▶ WORKING DATA

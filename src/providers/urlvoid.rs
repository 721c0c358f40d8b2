//! URLVoid / APIVoid 域名黑名单适配器（仅 URL）

use std::time::Duration;

use async_trait::async_trait;
use serde_json::Value;

use super::{AdapterCore, ProviderAdapter};
use crate::config::ProviderConfig;
use crate::errors::ProviderError;
use crate::synthetic::{SyntheticFallback, SyntheticProfile};
use crate::types::{Category, DetectionRecord, ProviderResult, ScanTarget, TargetKind};

pub const NAME: &str = "URLVoid";

/// Listings at or above this count mark the domain malicious.
const MALICIOUS_LISTINGS: u32 = 3;

pub struct UrlVoidAdapter {
    core: AdapterCore,
}

impl UrlVoidAdapter {
    pub fn new(config: ProviderConfig, offline: bool) -> Result<Self, ProviderError> {
        let fallback = SyntheticFallback::new(NAME, SyntheticProfile::Blocklist);
        Ok(Self {
            core: AdapterCore::new(NAME, config, offline, fallback)?,
        })
    }

    async fn fetch(&self, target: &ScanTarget) -> Result<ProviderResult, ProviderError> {
        let ScanTarget::Url(url) = target else {
            return Err(ProviderError::UnexpectedResponseStructure(
                "URLVoid only checks URLs".to_string(),
            ));
        };

        let endpoint = format!("{}/domainbl/v1/pay-as-you-go/", self.core.base_url());
        let query = [("key", self.core.api_key()), ("host", url.domain.as_str())];
        let body = self
            .core
            .http
            .send_with_retry(|client| client.get(&endpoint).query(&query))
            .await?;

        match body {
            Some(json) => parse_response(&json),
            None => Ok(ProviderResult::empty(NAME)),
        }
    }
}

#[async_trait]
impl ProviderAdapter for UrlVoidAdapter {
    fn name(&self) -> &str {
        NAME
    }

    fn supports_kind(&self, kind: TargetKind) -> bool {
        kind == TargetKind::Url
    }

    fn is_configured(&self) -> bool {
        self.core.is_configured()
    }

    fn timeout(&self) -> Option<Duration> {
        self.core.timeout()
    }

    async fn query(&self, target: &ScanTarget) -> ProviderResult {
        self.core.run(target, self.fetch(target)).await
    }
}

/// Normalises `data.report.blacklists.engines`, which the service returns as
/// either an index-keyed object or an array.
pub fn parse_response(json: &Value) -> Result<ProviderResult, ProviderError> {
    if let Some(message) = json["error"].as_str() {
        let lower = message.to_ascii_lowercase();
        if lower.contains("key") {
            return Err(ProviderError::Authentication);
        }
        return Err(ProviderError::UnexpectedResponseStructure(message.to_string()));
    }

    let blacklists = &json["data"]["report"]["blacklists"];
    let engines: Vec<&Value> = match &blacklists["engines"] {
        Value::Object(map) => map.values().collect(),
        Value::Array(items) => items.iter().collect(),
        Value::Null => {
            return Err(ProviderError::UnexpectedResponseStructure(
                "missing data.report.blacklists.engines".to_string(),
            ))
        }
        other => {
            return Err(ProviderError::Parse(format!(
                "engines is neither object nor array: {}",
                other
            )))
        }
    };

    let records: Vec<DetectionRecord> = engines
        .into_iter()
        .filter_map(|engine| {
            let name = engine["engine"].as_str()?;
            let detected = engine["detected"].as_bool().unwrap_or(false);
            let engine_name = format!("URLVoid-{}", name);
            Some(if detected {
                let category = match Category::infer(name) {
                    Category::Clean => Category::Malicious,
                    inferred => inferred,
                };
                DetectionRecord::new(engine_name, true, "Listed", category)
            } else {
                DetectionRecord::clean(engine_name)
            })
        })
        .collect();

    let listed = records.iter().filter(|r| r.detected).count() as u32;
    Ok(ProviderResult::from_records(NAME, records, listing_category(listed)))
}

fn listing_category(listed: u32) -> Option<Category> {
    match listed {
        0 => None,
        n if n < MALICIOUS_LISTINGS => Some(Category::Suspicious),
        _ => Some(Category::Malicious),
    }
}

▶ WHAT YOU WILL DO
Show a copy of each line from the data that includes the word "fetch".

▶ RESPONSE AREA
    async fn fetch(&self, target: &ScanTarget) -> Result<ProviderResult, ProviderError> {
        self.core.run(target, self.fetch(target)).await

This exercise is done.